- [What is being asked]:
Across the records below, how many lines include the word "content"? State only the number.

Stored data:

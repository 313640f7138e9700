//! Process-local newsletter storage.

use chrono::Utc;
use gazette_relay::{ChangeEvent, ChannelNotifier, ChannelSource, Operation};
use parking_lot::{Mutex, RwLock};
use tracing::{debug, warn};

use super::{NewNewsletter, Newsletter, StoreError};

#[derive(Debug, Default)]
struct Table {
    rows: Vec<Newsletter>,
    next_id: i32,
}

/// In-memory store.
///
/// Stands in for the database trigger by notifying the current change source
/// while the write lock is still held, so notifications follow write order.
#[derive(Debug, Default)]
pub struct MemoryStore {
    table: RwLock<Table>,
    notifier: Mutex<Option<ChannelNotifier>>,
}

impl MemoryStore {
    pub fn new() -> Self {
        Self::default()
    }

    pub fn create(&self, new: &NewNewsletter) -> Result<Newsletter, StoreError> {
        let mut table = self.table.write();
        table.next_id += 1;
        let row = Newsletter {
            id: table.next_id,
            title: new.title.clone(),
            content: new.content.clone(),
            created_at: Utc::now().naive_utc(),
        };
        table.rows.push(row.clone());
        self.notify(Operation::Insert, &row);
        Ok(row)
    }

    pub fn list(&self) -> Vec<Newsletter> {
        let table = self.table.read();
        let mut rows = table.rows.clone();
        rows.sort_by(|a, b| b.created_at.cmp(&a.created_at).then(b.id.cmp(&a.id)));
        rows
    }

    pub fn update(
        &self,
        id: i32,
        changes: &NewNewsletter,
    ) -> Result<Option<Newsletter>, StoreError> {
        let mut table = self.table.write();
        let Some(row) = table.rows.iter_mut().find(|row| row.id == id) else {
            return Ok(None);
        };
        row.title = changes.title.clone();
        row.content = changes.content.clone();
        let row = row.clone();
        self.notify(Operation::Update, &row);
        Ok(Some(row))
    }

    /// Replace the notifier with a fresh channel and return its source.
    ///
    /// Any previously returned source stops receiving notifications.
    pub fn change_source(&self) -> ChannelSource {
        let (notifier, source) = ChannelSource::pair();
        *self.notifier.lock() = Some(notifier);
        source
    }

    fn notify(&self, operation: Operation, row: &Newsletter) {
        let event = match ChangeEvent::from_row(operation, row) {
            Ok(event) => event,
            Err(e) => {
                warn!(error = %e, id = row.id, "failed to encode change notification");
                return;
            }
        };

        let guard = self.notifier.lock();
        let delivered = match guard.as_ref() {
            Some(notifier) => notifier.notify_event(&event),
            None => Ok(false),
        };
        match delivered {
            Ok(true) => {}
            // NOTIFY with nobody listening is not an error.
            Ok(false) => debug!(id = row.id, %operation, "no change listener attached"),
            Err(e) => warn!(error = %e, id = row.id, "failed to encode change notification"),
        }
    }
}

#[cfg(test)]
mod tests {
    use super::*;
    use gazette_relay::ChangeSource;
    use serde_json::json;

    fn body(title: &str, content: &str) -> NewNewsletter {
        NewNewsletter {
            title: title.into(),
            content: content.into(),
        }
    }

    #[test]
    fn test_ids_increase() {
        let store = MemoryStore::new();
        let a = store.create(&body("a", "")).unwrap();
        let b = store.create(&body("b", "")).unwrap();
        assert_eq!((a.id, b.id), (1, 2));
    }

    #[test]
    fn test_list_newest_first() {
        let store = MemoryStore::new();
        store.create(&body("first", "")).unwrap();
        store.create(&body("second", "")).unwrap();
        store.create(&body("third", "")).unwrap();

        let titles: Vec<_> = store.list().into_iter().map(|n| n.title).collect();
        assert_eq!(titles, vec!["third", "second", "first"]);
    }

    #[test]
    fn test_update_keeps_created_at() {
        let store = MemoryStore::new();
        let row = store.create(&body("a", "old")).unwrap();
        let updated = store.update(row.id, &body("b", "new")).unwrap().unwrap();

        assert_eq!(updated.id, row.id);
        assert_eq!(updated.title, "b");
        assert_eq!(updated.content, "new");
        assert_eq!(updated.created_at, row.created_at);
        assert!(store.update(99, &body("x", "y")).unwrap().is_none());
    }

    #[tokio::test]
    async fn test_writes_notify_source() {
        let store = MemoryStore::new();
        let mut source = store.change_source();
        source.open().await.unwrap();

        let row = store.create(&body("A", "hello")).unwrap();
        store.update(row.id, &body("B", "hello")).unwrap();

        let insert = ChangeEvent::decode(&source.next_payload().await.unwrap()).unwrap();
        assert_eq!(insert.operation, Operation::Insert);
        assert_eq!(insert.field("title"), Some(&json!("A")));
        assert_eq!(insert.field("id"), Some(&json!(row.id)));

        let update = ChangeEvent::decode(&source.next_payload().await.unwrap()).unwrap();
        assert_eq!(update.operation, Operation::Update);
        assert_eq!(update.field("title"), Some(&json!("B")));
    }

    #[tokio::test]
    async fn test_new_source_replaces_old() {
        let store = MemoryStore::new();
        let mut old = store.change_source();
        old.open().await.unwrap();
        let mut current = store.change_source();
        current.open().await.unwrap();

        store.create(&body("A", "")).unwrap();

        assert!(old.next_payload().await.is_err());
        assert!(current.next_payload().await.is_ok());
    }

    #[test]
    fn test_writes_without_listener() {
        let store = MemoryStore::new();
        assert!(store.create(&body("A", "")).is_ok());
    }
}
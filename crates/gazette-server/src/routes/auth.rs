//! Login endpoint.

use axum::{
    http::header,
    response::{IntoResponse, Response},
    routing::post,
    Json, Router,
};
use serde::Deserialize;
use serde_json::json;
use tracing::info;

use crate::auth::session_cookie;
use crate::error::AppError;
use crate::AppState;

/// Login request body.
#[derive(Debug, Deserialize)]
pub struct LoginRequest {
    pub username: String,
    /// Accepted but not verified.
    pub password: String,
}

/// Auth routes.
pub fn routes() -> Router<AppState> {
    Router::new().route("/auth", post(login))
}

async fn login(Json(request): Json<LoginRequest>) -> Result<Response, AppError> {
    let cookie = session_cookie(&request.username)?;
    info!(user = %request.username, "logged in");

    Ok((
        [(header::SET_COOKIE, cookie)],
        Json(json!({ "message": "Logged in successfully" })),
    )
        .into_response())
}
//! Shared application state.

use std::sync::Arc;

use gazette_relay::{EventBroker, ListenerMetrics};
use tokio::sync::{broadcast, watch};

use crate::config::ServerConfig;
use crate::store::NewsletterStore;
use crate::supervisor::ListenerStatus;

/// State shared across all routes.
#[derive(Clone)]
pub struct AppState {
    /// Newsletter storage.
    pub store: Arc<NewsletterStore>,
    /// Fan-out to stream sessions.
    pub broker: EventBroker,
    /// Server configuration.
    pub config: ServerConfig,
    /// Latest listener status published by the supervisor.
    pub listener: watch::Receiver<ListenerStatus>,
    /// Counters of the change listener.
    pub listener_metrics: ListenerMetrics,
    shutdown: broadcast::Sender<()>,
}

impl AppState {
    pub fn new(
        store: Arc<NewsletterStore>,
        broker: EventBroker,
        config: ServerConfig,
        listener: watch::Receiver<ListenerStatus>,
        shutdown: broadcast::Sender<()>,
    ) -> Self {
        Self {
            store,
            broker,
            config,
            listener,
            listener_metrics: ListenerMetrics::default(),
            shutdown,
        }
    }

    /// Report counters from the given listener in `/health`.
    pub fn with_listener_metrics(mut self, metrics: ListenerMetrics) -> Self {
        self.listener_metrics = metrics;
        self
    }

    /// A receiver that fires when the server begins shutting down.
    pub fn shutdown_signal(&self) -> broadcast::Receiver<()> {
        self.shutdown.subscribe()
    }

    pub fn listener_status(&self) -> ListenerStatus {
        self.listener.borrow().clone()
    }
}
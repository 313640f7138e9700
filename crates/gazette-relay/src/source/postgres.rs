//! PostgreSQL `LISTEN`/`NOTIFY` change source.

use sqlx::postgres::PgListener;

use super::ChangeSource;
use crate::error::RelayError;

/// Change source listening on one PostgreSQL notification channel.
///
/// Connection loss is reported through [`ChangeSource::next_payload`] instead
/// of being retried here; reconnecting is the caller's decision.
pub struct PgChangeSource {
    database_url: String,
    channel: String,
    listener: Option<PgListener>,
}

impl PgChangeSource {
    /// Create a source for `channel` on the database at `database_url`.
    pub fn new(database_url: impl Into<String>, channel: impl Into<String>) -> Self {
        Self {
            database_url: database_url.into(),
            channel: channel.into(),
            listener: None,
        }
    }

    /// Channel being listened on.
    pub fn channel(&self) -> &str {
        &self.channel
    }
}

impl ChangeSource for PgChangeSource {
    async fn open(&mut self) -> Result<(), RelayError> {
        let mut listener = PgListener::connect(&self.database_url).await?;
        listener.listen(&self.channel).await?;
        tracing::info!(channel = %self.channel, "listening for change notifications");
        self.listener = Some(listener);
        Ok(())
    }

    async fn next_payload(&mut self) -> Result<String, RelayError> {
        let listener = self.listener.as_mut().ok_or_else(|| {
            RelayError::SourceUnavailable("source has not been opened".to_string())
        })?;

        let received = listener.try_recv().await;
        match received {
            Ok(Some(notification)) => Ok(notification.payload().to_owned()),
            Ok(None) => {
                // try_recv would reconnect on the next call; drop it instead.
                self.listener = None;
                Err(RelayError::SourceUnavailable(format!(
                    "connection lost while listening on {}",
                    self.channel
                )))
            }
            Err(e) => {
                self.listener = None;
                Err(e.into())
            }
        }
    }

    fn describe(&self) -> String {
        format!("postgres channel {}", self.channel)
    }
}

// Omits the URL, which may carry credentials.
impl std::fmt::Debug for PgChangeSource {
    fn fmt(&self, f: &mut std::fmt::Formatter<'_>) -> std::fmt::Result {
        f.debug_struct("PgChangeSource")
            .field("channel", &self.channel)
            .field("connected", &self.listener.is_some())
            .finish()
    }
}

- [Result of this exercise]:
5